■ PROBLEM TO SOLVE
Output all of the data below exactly as given.

[Collected data]
★ ★ ★

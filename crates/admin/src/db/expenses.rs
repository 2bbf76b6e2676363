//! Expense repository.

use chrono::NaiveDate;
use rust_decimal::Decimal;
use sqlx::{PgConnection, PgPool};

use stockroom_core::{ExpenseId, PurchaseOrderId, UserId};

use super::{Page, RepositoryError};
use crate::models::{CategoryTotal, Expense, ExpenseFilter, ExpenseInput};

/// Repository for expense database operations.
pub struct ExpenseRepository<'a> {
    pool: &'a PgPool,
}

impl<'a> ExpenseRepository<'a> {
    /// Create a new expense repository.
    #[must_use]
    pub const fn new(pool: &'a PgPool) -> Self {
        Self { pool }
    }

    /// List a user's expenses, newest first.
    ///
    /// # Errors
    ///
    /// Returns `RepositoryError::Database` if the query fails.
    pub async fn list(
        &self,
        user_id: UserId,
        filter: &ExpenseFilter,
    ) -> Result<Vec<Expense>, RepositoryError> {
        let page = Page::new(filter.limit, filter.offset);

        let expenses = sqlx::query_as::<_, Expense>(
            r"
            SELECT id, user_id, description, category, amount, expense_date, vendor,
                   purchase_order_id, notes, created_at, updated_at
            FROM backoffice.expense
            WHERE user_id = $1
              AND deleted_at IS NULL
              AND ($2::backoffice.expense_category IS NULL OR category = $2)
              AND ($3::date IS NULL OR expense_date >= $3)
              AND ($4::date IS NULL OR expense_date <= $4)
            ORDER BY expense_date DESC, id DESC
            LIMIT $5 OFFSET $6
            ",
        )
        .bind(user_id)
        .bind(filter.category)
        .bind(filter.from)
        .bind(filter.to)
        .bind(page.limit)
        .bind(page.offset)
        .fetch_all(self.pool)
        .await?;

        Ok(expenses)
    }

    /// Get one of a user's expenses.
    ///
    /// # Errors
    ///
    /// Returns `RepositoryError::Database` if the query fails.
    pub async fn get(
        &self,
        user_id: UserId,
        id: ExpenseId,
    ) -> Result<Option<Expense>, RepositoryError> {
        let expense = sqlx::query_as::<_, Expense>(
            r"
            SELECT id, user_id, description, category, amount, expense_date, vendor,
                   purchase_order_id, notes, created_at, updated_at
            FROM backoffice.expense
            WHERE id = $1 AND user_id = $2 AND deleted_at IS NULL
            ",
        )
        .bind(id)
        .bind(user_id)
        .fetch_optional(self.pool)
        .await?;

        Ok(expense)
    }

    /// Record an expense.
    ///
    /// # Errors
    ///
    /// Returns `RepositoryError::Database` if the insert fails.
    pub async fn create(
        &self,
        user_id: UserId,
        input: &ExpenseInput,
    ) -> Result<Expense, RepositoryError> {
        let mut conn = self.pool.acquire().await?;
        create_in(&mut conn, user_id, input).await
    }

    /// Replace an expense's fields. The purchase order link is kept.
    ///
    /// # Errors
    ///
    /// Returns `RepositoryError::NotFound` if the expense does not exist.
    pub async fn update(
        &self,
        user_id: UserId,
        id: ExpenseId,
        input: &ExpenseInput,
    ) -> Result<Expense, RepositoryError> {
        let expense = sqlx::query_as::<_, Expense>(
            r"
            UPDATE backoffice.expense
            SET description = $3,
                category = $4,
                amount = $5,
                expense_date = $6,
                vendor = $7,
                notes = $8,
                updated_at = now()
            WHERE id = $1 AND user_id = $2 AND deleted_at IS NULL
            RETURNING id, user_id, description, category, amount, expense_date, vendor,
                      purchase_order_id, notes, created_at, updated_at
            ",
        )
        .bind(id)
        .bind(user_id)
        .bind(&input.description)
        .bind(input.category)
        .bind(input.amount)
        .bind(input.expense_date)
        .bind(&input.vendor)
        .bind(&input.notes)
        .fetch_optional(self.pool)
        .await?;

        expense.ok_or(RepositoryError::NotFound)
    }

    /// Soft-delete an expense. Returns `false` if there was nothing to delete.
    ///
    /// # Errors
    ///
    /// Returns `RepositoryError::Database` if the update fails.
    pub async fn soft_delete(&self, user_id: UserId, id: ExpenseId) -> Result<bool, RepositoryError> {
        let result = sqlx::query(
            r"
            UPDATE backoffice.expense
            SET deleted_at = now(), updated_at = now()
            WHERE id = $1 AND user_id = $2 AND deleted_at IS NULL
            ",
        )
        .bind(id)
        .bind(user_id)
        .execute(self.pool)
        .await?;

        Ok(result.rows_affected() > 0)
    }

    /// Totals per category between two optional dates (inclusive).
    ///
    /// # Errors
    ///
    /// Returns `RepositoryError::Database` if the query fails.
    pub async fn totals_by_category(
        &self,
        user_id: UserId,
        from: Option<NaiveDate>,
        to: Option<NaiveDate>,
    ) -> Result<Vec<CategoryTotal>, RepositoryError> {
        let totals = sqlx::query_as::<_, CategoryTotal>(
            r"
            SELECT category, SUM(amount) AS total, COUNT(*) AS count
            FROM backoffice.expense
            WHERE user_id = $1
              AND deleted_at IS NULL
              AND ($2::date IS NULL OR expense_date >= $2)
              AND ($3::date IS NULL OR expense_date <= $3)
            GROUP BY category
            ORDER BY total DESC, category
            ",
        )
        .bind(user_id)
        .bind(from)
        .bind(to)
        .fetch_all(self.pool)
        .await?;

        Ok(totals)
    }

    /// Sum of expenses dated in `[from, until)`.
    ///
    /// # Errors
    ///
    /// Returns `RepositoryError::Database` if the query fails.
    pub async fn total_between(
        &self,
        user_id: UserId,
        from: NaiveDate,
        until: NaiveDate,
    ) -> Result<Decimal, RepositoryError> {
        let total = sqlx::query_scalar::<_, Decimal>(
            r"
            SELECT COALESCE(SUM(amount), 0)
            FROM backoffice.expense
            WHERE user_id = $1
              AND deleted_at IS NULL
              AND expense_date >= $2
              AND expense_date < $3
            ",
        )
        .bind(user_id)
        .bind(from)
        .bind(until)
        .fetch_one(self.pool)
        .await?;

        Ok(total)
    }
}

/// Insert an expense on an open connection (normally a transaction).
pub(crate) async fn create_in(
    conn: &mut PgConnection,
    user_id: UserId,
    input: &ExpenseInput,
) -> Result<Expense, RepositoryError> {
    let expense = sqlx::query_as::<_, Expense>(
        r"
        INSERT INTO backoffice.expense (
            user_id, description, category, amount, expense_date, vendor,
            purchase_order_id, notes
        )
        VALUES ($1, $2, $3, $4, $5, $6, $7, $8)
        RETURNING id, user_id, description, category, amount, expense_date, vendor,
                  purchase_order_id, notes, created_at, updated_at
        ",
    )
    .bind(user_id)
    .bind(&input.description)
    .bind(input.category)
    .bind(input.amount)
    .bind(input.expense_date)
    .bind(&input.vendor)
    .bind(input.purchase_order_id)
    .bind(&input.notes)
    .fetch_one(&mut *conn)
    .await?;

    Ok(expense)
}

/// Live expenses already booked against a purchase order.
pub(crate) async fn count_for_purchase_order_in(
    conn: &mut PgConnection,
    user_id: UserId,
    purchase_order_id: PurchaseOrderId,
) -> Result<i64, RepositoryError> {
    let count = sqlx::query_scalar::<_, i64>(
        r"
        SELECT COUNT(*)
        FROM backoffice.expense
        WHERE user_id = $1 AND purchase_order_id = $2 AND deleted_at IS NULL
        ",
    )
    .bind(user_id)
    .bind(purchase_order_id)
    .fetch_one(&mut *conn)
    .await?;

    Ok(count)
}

★ ★ ★

■ REPLY TO THE EXERCISE
filename crates/admin/src/db/expenses.rs
repository 2bbf76b6e2676363
//! Expense repository.

use chrono::NaiveDate;
use rust_decimal::Decimal;
use sqlx::{PgConnection, PgPool};

use stockroom_core::{ExpenseId, PurchaseOrderId, UserId};

use super::{Page, RepositoryError};
use crate::models::{CategoryTotal, Expense, ExpenseFilter, ExpenseInput};

/// Repository for expense database operations.
pub struct ExpenseRepository<'a> {
    pool: &'a PgPool,
}

impl<'a> ExpenseRepository<'a> {
    /// Create a new expense repository.
    #[must_use]
    pub const fn new(pool: &'a PgPool) -> Self {
        Self { pool }
    }

    /// List a user's expenses, newest first.
    ///
    /// # Errors
    ///
    /// Returns `RepositoryError::Database` if the query fails.
    pub async fn list(
        &self,
        user_id: UserId,
        filter: &ExpenseFilter,
    ) -> Result<Vec<Expense>, RepositoryError> {
        let page = Page::new(filter.limit, filter.offset);

        let expenses = sqlx::query_as::<_, Expense>(
            r"
            SELECT id, user_id, description, category, amount, expense_date, vendor,
                   purchase_order_id, notes, created_at, updated_at
            FROM backoffice.expense
            WHERE user_id = $1
              AND deleted_at IS NULL
              AND ($2::backoffice.expense_category IS NULL OR category = $2)
              AND ($3::date IS NULL OR expense_date >= $3)
              AND ($4::date IS NULL OR expense_date <= $4)
            ORDER BY expense_date DESC, id DESC
            LIMIT $5 OFFSET $6
            ",
        )
        .bind(user_id)
        .bind(filter.category)
        .bind(filter.from)
        .bind(filter.to)
        .bind(page.limit)
        .bind(page.offset)
        .fetch_all(self.pool)
        .await?;

        Ok(expenses)
    }

    /// Get one of a user's expenses.
    ///
    /// # Errors
    ///
    /// Returns `RepositoryError::Database` if the query fails.
    pub async fn get(
        &self,
        user_id: UserId,
        id: ExpenseId,
    ) -> Result<Option<Expense>, RepositoryError> {
        let expense = sqlx::query_as::<_, Expense>(
            r"
            SELECT id, user_id, description, category, amount, expense_date, vendor,
                   purchase_order_id, notes, created_at, updated_at
            FROM backoffice.expense
            WHERE id = $1 AND user_id = $2 AND deleted_at IS NULL
            ",
        )
        .bind(id)
        .bind(user_id)
        .fetch_optional(self.pool)
        .await?;

        Ok(expense)
    }

    /// Record an expense.
    ///
    /// # Errors
    ///
    /// Returns `RepositoryError::Database` if the insert fails.
    pub async fn create(
        &self,
        user_id: UserId,
        input: &ExpenseInput,
    ) -> Result<Expense, RepositoryError> {
        let mut conn = self.pool.acquire().await?;
        create_in(&mut conn, user_id, input).await
    }

    /// Replace an expense's fields. The purchase order link is kept.
    ///
    /// # Errors
    ///
    /// Returns `RepositoryError::NotFound` if the expense does not exist.
    pub async fn update(
        &self,
        user_id: UserId,
        id: ExpenseId,
        input: &ExpenseInput,
    ) -> Result<Expense, RepositoryError> {
        let expense = sqlx::query_as::<_, Expense>(
            r"
            UPDATE backoffice.expense
            SET description = $3,
                category = $4,
                amount = $5,
                expense_date = $6,
                vendor = $7,
                notes = $8,
                updated_at = now()
            WHERE id = $1 AND user_id = $2 AND deleted_at IS NULL
            RETURNING id, user_id, description, category, amount, expense_date, vendor,
                      purchase_order_id, notes, created_at, updated_at
            ",
        )
        .bind(id)
        .bind(user_id)
        .bind(&input.description)
        .bind(input.category)
        .bind(input.amount)
        .bind(input.expense_date)
        .bind(&input.vendor)
        .bind(&input.notes)
        .fetch_optional(self.pool)
        .await?;

        expense.ok_or(RepositoryError::NotFound)
    }

    /// Soft-delete an expense. Returns `false` if there was nothing to delete.
    ///
    /// # Errors
    ///
    /// Returns `RepositoryError::Database` if the update fails.
    pub async fn soft_delete(&self, user_id: UserId, id: ExpenseId) -> Result<bool, RepositoryError> {
        let result = sqlx::query(
            r"
            UPDATE backoffice.expense
            SET deleted_at = now(), updated_at = now()
            WHERE id = $1 AND user_id = $2 AND deleted_at IS NULL
            ",
        )
        .bind(id)
        .bind(user_id)
        .execute(self.pool)
        .await?;

        Ok(result.rows_affected() > 0)
    }

    /// Totals per category between two optional dates (inclusive).
    ///
    /// # Errors
    ///
    /// Returns `RepositoryError::Database` if the query fails.
    pub async fn totals_by_category(
        &self,
        user_id: UserId,
        from: Option<NaiveDate>,
        to: Option<NaiveDate>,
    ) -> Result<Vec<CategoryTotal>, RepositoryError> {
        let totals = sqlx::query_as::<_, CategoryTotal>(
            r"
            SELECT category, SUM(amount) AS total, COUNT(*) AS count
            FROM backoffice.expense
            WHERE user_id = $1
              AND deleted_at IS NULL
              AND ($2::date IS NULL OR expense_date >= $2)
              AND ($3::date IS NULL OR expense_date <= $3)
            GROUP BY category
            ORDER BY total DESC, category
            ",
        )
        .bind(user_id)
        .bind(from)
        .bind(to)
        .fetch_all(self.pool)
        .await?;

        Ok(totals)
    }

    /// Sum of expenses dated in `[from, until)`.
    ///
    /// # Errors
    ///
    /// Returns `RepositoryError::Database` if the query fails.
    pub async fn total_between(
        &self,
        user_id: UserId,
        from: NaiveDate,
        until: NaiveDate,
    ) -> Result<Decimal, RepositoryError> {
        let total = sqlx::query_scalar::<_, Decimal>(
            r"
            SELECT COALESCE(SUM(amount), 0)
            FROM backoffice.expense
            WHERE user_id = $1
              AND deleted_at IS NULL
              AND expense_date >= $2
              AND expense_date < $3
            ",
        )
        .bind(user_id)
        .bind(from)
        .bind(until)
        .fetch_one(self.pool)
        .await?;

        Ok(total)
    }
}

/// Insert an expense on an open connection (normally a transaction).
pub(crate) async fn create_in(
    conn: &mut PgConnection,
    user_id: UserId,
    input: &ExpenseInput,
) -> Result<Expense, RepositoryError> {
    let expense = sqlx::query_as::<_, Expense>(
        r"
        INSERT INTO backoffice.expense (
            user_id, description, category, amount, expense_date, vendor,
            purchase_order_id, notes
        )
        VALUES ($1, $2, $3, $4, $5, $6, $7, $8)
        RETURNING id, user_id, description, category, amount, expense_date, vendor,
                  purchase_order_id, notes, created_at, updated_at
        ",
    )
    .bind(user_id)
    .bind(&input.description)
    .bind(input.category)
    .bind(input.amount)
    .bind(input.expense_date)
    .bind(&input.vendor)
    .bind(input.purchase_order_id)
    .bind(&input.notes)
    .fetch_one(&mut *conn)
    .await?;

    Ok(expense)
}

/// Live expenses already booked against a purchase order.
pub(crate) async fn count_for_purchase_order_in(
    conn: &mut PgConnection,
    user_id: UserId,
    purchase_order_id: PurchaseOrderId,
) -> Result<i64, RepositoryError> {
    let count = sqlx::query_scalar::<_, i64>(
        r"
        SELECT COUNT(*)
        FROM backoffice.expense
        WHERE user_id = $1 AND purchase_order_id = $2 AND deleted_at IS NULL
        ",
    )
    .bind(user_id)
    .bind(purchase_order_id)
    .fetch_one(&mut *conn)
    .await?;

    Ok(count)
}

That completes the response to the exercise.